//! Validation Utilities
//!
//! Batch-level checks run before a call touches the store. A failure here
//! rejects the whole call.

use errors::{FeedError, FeedResult};

use crate::records::MedianData;

/// Validate a batch length against the configured bound
///
/// # Examples
/// ```
/// use feed_model::validate_batch_len;
///
/// assert!(validate_batch_len(10, 256).is_ok());
/// assert!(validate_batch_len(257, 256).is_err());
/// ```
pub fn validate_batch_len(len: usize, max: usize) -> FeedResult<()> {
    if len > max {
        return Err(FeedError::BatchTooLarge { len, max });
    }
    Ok(())
}

/// Validate that every median record carries exactly `expected_len` samples
pub fn validate_median_batch(records: &[MedianData], expected_len: usize) -> FeedResult<()> {
    if let Some(bad) = records.iter().find(|r| r.values.len() != expected_len) {
        return Err(FeedError::invalid_parameter(
            "values",
            format!(
                "median record for {} has {} samples, expected {}",
                bad.asset_name,
                bad.values.len(),
                expected_len
            ),
        ));
    }
    Ok(())
}
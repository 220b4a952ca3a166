//! feedsrv configuration
//!
//! Loaded through the shared figment stack: defaults, `config/feedsrv.yaml`
//! (or `--config`), `FEEDSRV_*` environment variables, then CLI overrides.

use clap::Parser;
use common::{extract, layered_figment, ConfigFile, LoggingConfig};
use errors::{FeedError, FeedResult};
use feed_model::Address;
use feed_store::StoreConfig;
use figment::providers::Serialized;
use serde::{Deserialize, Serialize};
use std::net::SocketAddr;
use std::path::PathBuf;

pub const DEFAULT_PORT: u16 = 6010;
pub const DEFAULT_CONFIG_PATH: &str = "config/feedsrv.yaml";
pub const ENV_PREFIX: &str = "FEEDSRV_";

/// Command-line arguments
#[derive(Debug, Clone, Default, Parser)]
#[command(name = "feedsrv", author, version, about = "Permissioned price-feed store service")]
pub struct Args {
    /// Configuration file (defaults to config/feedsrv.yaml when present)
    #[arg(short, long, env = "FEEDSRV_CONFIG")]
    pub config: Option<PathBuf>,

    /// Bind address override, e.g. 127.0.0.1:6010
    #[arg(short, long)]
    pub bind: Option<SocketAddr>,

    /// Log level override (trace, debug, info, warn, error)
    #[arg(short, long)]
    pub log_level: Option<String>,

    /// Validate the configuration and exit
    #[arg(long)]
    pub validate: bool,
}

#[derive(Debug, Clone, PartialEq, Eq, Serialize, Deserialize)]
#[serde(default)]
pub struct ServiceSection {
    pub name: String,
}

impl Default for ServiceSection {
    fn default() -> Self {
        Self {
            name: "feedsrv".to_string(),
        }
    }
}

#[derive(Debug, Clone, PartialEq, Eq, Serialize, Deserialize)]
#[serde(default)]
pub struct ApiConfig {
    pub host: String,
    pub port: u16,
}

impl Default for ApiConfig {
    fn default() -> Self {
        Self {
            host: "0.0.0.0".to_string(),
            port: DEFAULT_PORT,
        }
    }
}

impl ApiConfig {
    pub fn bind_address(&self) -> String {
        format!("{}:{}", self.host, self.port)
    }
}

#[derive(Debug, Clone, PartialEq, Eq, Serialize, Deserialize)]
#[serde(default)]
pub struct StoreSection {
    /// Owner of a freshly created store; ignored when a snapshot is restored
    pub creator: Option<Address>,
    pub max_batch_size: usize,
    pub median_len: usize,
    pub base_symbol: String,
    pub snapshot_path: Option<PathBuf>,
}

impl Default for StoreSection {
    fn default() -> Self {
        let limits = StoreConfig::default();
        Self {
            creator: None,
            max_batch_size: limits.max_batch_size,
            median_len: limits.median_len,
            base_symbol: limits.base_symbol,
            snapshot_path: None,
        }
    }
}

impl StoreSection {
    pub fn store_config(&self) -> StoreConfig {
        StoreConfig {
            max_batch_size: self.max_batch_size,
            median_len: self.median_len,
            base_symbol: self.base_symbol.clone(),
        }
    }
}

#[derive(Debug, Clone, Default, PartialEq, Eq, Serialize, Deserialize)]
#[serde(default)]
pub struct FeedsrvConfig {
    pub service: ServiceSection,
    pub api: ApiConfig,
    pub logging: LoggingConfig,
    pub store: StoreSection,
}

impl FeedsrvConfig {
    /// Load, apply CLI overrides and validate
    pub fn load(args: &Args) -> FeedResult<Self> {
        let file = match &args.config {
            Some(path) => ConfigFile::Required(path.clone()),
            None => ConfigFile::Optional(PathBuf::from(DEFAULT_CONFIG_PATH)),
        };
        let mut figment = layered_figment(&Self::default(), &file, ENV_PREFIX)?;

        if let Some(bind) = args.bind {
            figment = figment
                .merge(Serialized::default("api.host", bind.ip().to_string()))
                .merge(Serialized::default("api.port", bind.port()));
        }
        if let Some(level) = &args.log_level {
            figment = figment.merge(Serialized::default("logging.level", level));
        }

        let config: Self = extract(&figment)?;
        config.validate()?;
        Ok(config)
    }

    pub fn validate(&self) -> FeedResult<()> {
        if self.service.name.trim().is_empty() {
            return Err(invalid("service.name", "cannot be empty"));
        }
        if self.api.host.trim().is_empty() {
            return Err(invalid("api.host", "cannot be empty"));
        }
        match self.store.creator {
            None => return Err(invalid("store.creator", "must be set")),
            Some(creator) if creator.is_zero() => {
                return Err(invalid("store.creator", "cannot be the zero address"))
            },
            Some(_) => {},
        }
        self.store
            .store_config()
            .validate()
            .map_err(|e| match e {
                FeedError::InvalidConfig { field, reason } => {
                    invalid(&format!("store.{}", field), &reason)
                },
                other => other,
            })
    }

    /// Creator address; only valid after `validate`
    pub fn creator(&self) -> FeedResult<Address> {
        self.store
            .creator
            .ok_or_else(|| invalid("store.creator", "must be set"))
    }
}

fn invalid(field: &str, reason: &str) -> FeedError {
    FeedError::InvalidConfig {
        field: field.to_string(),
        reason: reason.to_string(),
    }
}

______

Task to carry out: All of the material above needs to be output exactly, with no line left out.

Exercise output:
//! Validation Utilities
//!
//! Batch-level checks run before a call touches the store. A failure here
//! rejects the whole call.

use errors::{FeedError, FeedResult};

use crate::records::MedianData;

/// Validate a batch length against the configured bound
///
/// # Examples
/// ```
/// use feed_model::validate_batch_len;
///
/// assert!(validate_batch_len(10, 256).is_ok());
/// assert!(validate_batch_len(257, 256).is_err());
/// ```
pub fn validate_batch_len(len: usize, max: usize) -> FeedResult<()> {
    if len > max {
        return Err(FeedError::BatchTooLarge { len, max });
    }
    Ok(())
}

/// Validate that every median record carries exactly `expected_len` samples
pub fn validate_median_batch(records: &[MedianData], expected_len: usize) -> FeedResult<()> {
    if let Some(bad) = records.iter().find(|r| r.values.len() != expected_len) {
        return Err(FeedError::invalid_parameter(
            "values",
            format!(
                "median record for {} has {} samples, expected {}",
                bad.asset_name,
                bad.values.len(),
                expected_len
            ),
        ));
    }
    Ok(())
}
repository 220b4a952ca3a166
//! feedsrv configuration
//!
//! Loaded through the shared figment stack: defaults, `config/feedsrv.yaml`
//! (or `--config`), `FEEDSRV_*` environment variables, then CLI overrides.

use clap::Parser;
use common::{extract, layered_figment, ConfigFile, LoggingConfig};
use errors::{FeedError, FeedResult};
use feed_model::Address;
use feed_store::StoreConfig;
use figment::providers::Serialized;
use serde::{Deserialize, Serialize};
use std::net::SocketAddr;
use std::path::PathBuf;

pub const DEFAULT_PORT: u16 = 6010;
pub const DEFAULT_CONFIG_PATH: &str = "config/feedsrv.yaml";
pub const ENV_PREFIX: &str = "FEEDSRV_";

/// Command-line arguments
#[derive(Debug, Clone, Default, Parser)]
#[command(name = "feedsrv", author, version, about = "Permissioned price-feed store service")]
pub struct Args {
    /// Configuration file (defaults to config/feedsrv.yaml when present)
    #[arg(short, long, env = "FEEDSRV_CONFIG")]
    pub config: Option<PathBuf>,

    /// Bind address override, e.g. 127.0.0.1:6010
    #[arg(short, long)]
    pub bind: Option<SocketAddr>,

    /// Log level override (trace, debug, info, warn, error)
    #[arg(short, long)]
    pub log_level: Option<String>,

    /// Validate the configuration and exit
    #[arg(long)]
    pub validate: bool,
}

#[derive(Debug, Clone, PartialEq, Eq, Serialize, Deserialize)]
#[serde(default)]
pub struct ServiceSection {
    pub name: String,
}

impl Default for ServiceSection {
    fn default() -> Self {
        Self {
            name: "feedsrv".to_string(),
        }
    }
}

#[derive(Debug, Clone, PartialEq, Eq, Serialize, Deserialize)]
#[serde(default)]
pub struct ApiConfig {
    pub host: String,
    pub port: u16,
}

impl Default for ApiConfig {
    fn default() -> Self {
        Self {
            host: "0.0.0.0".to_string(),
            port: DEFAULT_PORT,
        }
    }
}

impl ApiConfig {
    pub fn bind_address(&self) -> String {
        format!("{}:{}", self.host, self.port)
    }
}

#[derive(Debug, Clone, PartialEq, Eq, Serialize, Deserialize)]
#[serde(default)]
pub struct StoreSection {
    /// Owner of a freshly created store; ignored when a snapshot is restored
    pub creator: Option<Address>,
    pub max_batch_size: usize,
    pub median_len: usize,
    pub base_symbol: String,
    pub snapshot_path: Option<PathBuf>,
}

impl Default for StoreSection {
    fn default() -> Self {
        let limits = StoreConfig::default();
        Self {
            creator: None,
            max_batch_size: limits.max_batch_size,
            median_len: limits.median_len,
            base_symbol: limits.base_symbol,
            snapshot_path: None,
        }
    }
}

impl StoreSection {
    pub fn store_config(&self) -> StoreConfig {
        StoreConfig {
            max_batch_size: self.max_batch_size,
            median_len: self.median_len,
            base_symbol: self.base_symbol.clone(),
        }
    }
}

#[derive(Debug, Clone, Default, PartialEq, Eq, Serialize, Deserialize)]
#[serde(default)]
pub struct FeedsrvConfig {
    pub service: ServiceSection,
    pub api: ApiConfig,
    pub logging: LoggingConfig,
    pub store: StoreSection,
}

impl FeedsrvConfig {
    /// Load, apply CLI overrides and validate
    pub fn load(args: &Args) -> FeedResult<Self> {
        let file = match &args.config {
            Some(path) => ConfigFile::Required(path.clone()),
            None => ConfigFile::Optional(PathBuf::from(DEFAULT_CONFIG_PATH)),
        };
        let mut figment = layered_figment(&Self::default(), &file, ENV_PREFIX)?;

        if let Some(bind) = args.bind {
            figment = figment
                .merge(Serialized::default("api.host", bind.ip().to_string()))
                .merge(Serialized::default("api.port", bind.port()));
        }
        if let Some(level) = &args.log_level {
            figment = figment.merge(Serialized::default("logging.level", level));
        }

        let config: Self = extract(&figment)?;
        config.validate()?;
        Ok(config)
    }

    pub fn validate(&self) -> FeedResult<()> {
        if self.service.name.trim().is_empty() {
            return Err(invalid("service.name", "cannot be empty"));
        }
        if self.api.host.trim().is_empty() {
            return Err(invalid("api.host", "cannot be empty"));
        }
        match self.store.creator {
            None => return Err(invalid("store.creator", "must be set")),
            Some(creator) if creator.is_zero() => {
                return Err(invalid("store.creator", "cannot be the zero address"))
            },
            Some(_) => {},
        }
        self.store
            .store_config()
            .validate()
            .map_err(|e| match e {
                FeedError::InvalidConfig { field, reason } => {
                    invalid(&format!("store.{}", field), &reason)
                },
                other => other,
            })
    }

    /// Creator address; only valid after `validate`
    pub fn creator(&self) -> FeedResult<Address> {
        self.store
            .creator
            .ok_or_else(|| invalid("store.creator", "must be set"))
    }
}

fn invalid(field: &str, reason: &str) -> FeedError {
    FeedError::InvalidConfig {
        field: field.to_string(),
        reason: reason.to_string(),
    }
}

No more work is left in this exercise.